Officials are projecting a $284.5 million budget shortfall, with an estimated $152.3 million revenue increase being more than offset by a projected $223.3 million more in county spending and an additional $213.5 million for the school system.
While county revenues grew a whopping 7.3 percent in fiscal 2023, officials expect that total to be halved to a more-normal 3.6 percent this fiscal year and drop again to 1.9 percent in fiscal 2025.
County officials project “substantially lower” growth in the real-estate-tax base in fiscal 2025, with residential assessments estimated to be 2.07 percent higher (versus 6.97 percent this fiscal year) and commercial assessments losing 1.6 percent (as opposed to this fiscal year’s 1.65-percent gain).

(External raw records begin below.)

//! Process-wide lifecycle.
//!
//! [`Engine::init`] is the single place pools are opened, factories are
//! built, and background roles (content worker, logs worker, recovery
//! sweeper) are spawned. Nothing is constructed implicitly during request
//! handling; [`Engine::shutdown`] cancels the workers and closes the pools.

use miette::Diagnostic;
use std::sync::Arc;
use thiserror::Error;
use tokio::task::JoinHandle;
use uuid::Uuid;

use crate::agents::{AgentError, AgentFactory, Agents};
use crate::checkpoint::{Checkpointer, CheckpointerError, LeaseStore, SqliteCheckpointStore};
use crate::config::{ConfigError, EngineConfig};
use crate::events::NotificationBus;
use crate::handler::RequestHandler;
use crate::queue::{InProcessQueue, TaskQueue};
use crate::repo::{RepoError, RepoFactory};
use crate::runtime::content::{ContentEngine, NoopObjectStore, ObjectStore};
use crate::runtime::executor::WorkflowExecutor;
use crate::runtime::recovery::RecoverySweeper;
use crate::runtime::workers::{run_content_worker, run_logs_worker};
use crate::runtime::{CancelHandle, StateManager, cancel_pair};

#[derive(Debug, Error, Diagnostic)]
pub enum EngineError {
    #[error(transparent)]
    #[diagnostic(code(roadweave::engine::config))]
    Config(#[from] ConfigError),

    #[error(transparent)]
    #[diagnostic(code(roadweave::engine::repo))]
    Repo(#[from] RepoError),

    #[error(transparent)]
    #[diagnostic(code(roadweave::engine::checkpoint))]
    Checkpoint(#[from] CheckpointerError),

    #[error(transparent)]
    #[diagnostic(code(roadweave::engine::agents))]
    Agents(#[from] AgentError),
}

pub struct Engine {
    handler: RequestHandler,
    executor: Arc<WorkflowExecutor>,
    repos: Arc<RepoFactory>,
    cancel: CancelHandle,
    workers: Vec<JoinHandle<()>>,
}

impl Engine {
    /// Validate the configuration, open both pools, build every factory,
    /// and spawn the background roles.
    pub async fn init(config: EngineConfig) -> Result<Self, EngineError> {
        Self::init_with_object_store(config, Arc::new(NoopObjectStore)).await
    }

    /// Like [`Engine::init`] with an explicit object store for tutorial
    /// bodies.
    pub async fn init_with_object_store(
        config: EngineConfig,
        object_store: Arc<dyn ObjectStore>,
    ) -> Result<Self, EngineError> {
        config.validate()?;
        let config = Arc::new(config);

        let repos = Arc::new(RepoFactory::connect(&config.database).await?);
        let checkpoint_store = Arc::new(
            SqliteCheckpointStore::connect(
                &config.checkpoint.url,
                config.checkpoint.max_connections,
            )
            .await?,
        );
        let checkpointer: Arc<dyn Checkpointer> = checkpoint_store.clone();
        let leases: Arc<dyn LeaseStore> = checkpoint_store;

        let agents = Arc::new(Agents::new(AgentFactory::from_config(
            &config.agents,
            config.timeouts.llm_call,
        )?));
        let queue: Arc<dyn TaskQueue> = Arc::new(InProcessQueue::new());
        let bus = Arc::new(NotificationBus::new());
        let state_manager = Arc::new(StateManager::new());

        let executor = Arc::new(WorkflowExecutor::new(
            Arc::clone(&repos),
            Arc::clone(&agents),
            Arc::clone(&queue),
            Arc::clone(&bus),
            Arc::clone(&checkpointer),
            Arc::clone(&state_manager),
            Arc::clone(&config),
        ));
        let content = Arc::new(ContentEngine::new(
            Arc::clone(&repos),
            Arc::clone(&agents),
            Arc::clone(&bus),
            Arc::clone(&checkpointer),
            object_store,
            Arc::clone(&config),
        ));

        let (cancel, token) = cancel_pair();
        let mut workers = Vec::new();
        workers.push(tokio::spawn(run_content_worker(
            Arc::clone(&queue),
            Arc::clone(&executor),
            Arc::clone(&content),
            token.clone(),
        )));
        workers.push(tokio::spawn(run_logs_worker(
            Arc::clone(&queue),
            Arc::clone(&repos),
            token.clone(),
        )));

        if config.recovery.enable {
            let sweeper = RecoverySweeper::new(
                Arc::clone(&repos),
                Arc::clone(&checkpointer),
                leases,
                Arc::clone(&queue),
                config.recovery.clone(),
                config.timeouts.workflow_budget,
                format!("worker-{}", Uuid::new_v4()),
            );
            let sweep_token = token.clone();
            workers.push(tokio::spawn(async move {
                sweeper.run(sweep_token).await;
            }));
        }

        let handler = RequestHandler::new(
            Arc::clone(&repos),
            queue,
            bus,
            Arc::clone(&executor),
            state_manager,
            token,
        );

        Ok(Self {
            handler,
            executor,
            repos,
            cancel,
            workers,
        })
    }

    /// The request façade.
    #[must_use]
    pub fn handler(&self) -> &RequestHandler {
        &self.handler
    }

    /// Direct executor access (used by embedding processes that drive
    /// workflows without the queue).
    #[must_use]
    pub fn executor(&self) -> &Arc<WorkflowExecutor> {
        &self.executor
    }

    /// Cancel the workers, wait for them, and close the pools.
    pub async fn shutdown(self) {
        self.cancel.cancel();
        for worker in self.workers {
            let _ = worker.await;
        }
        self.repos.shutdown().await;
    }
}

“We knew this was coming, unfortunate as it may be,” Supervisor Patrick Herrity (R-Springfield) said of the budget projections.
Officials stressed that the financial forecast presented at a joint meeting of the Board of Supervisors and School Board was just an estimate, but in previous years those figures closely have mirrored what eventually was presented in the following years’ advertised budgets.
The lion’s share of the estimated spending increases next year would be for employee pay and benefits.
The Board of Supervisors on Dec. 5 was scheduled to vote on new pay packages for the Fairfax County Police and Fire and Rescue departments, which would see overall fiscal 2025 pay increases of $37.5 million and $23.7 million, respectively.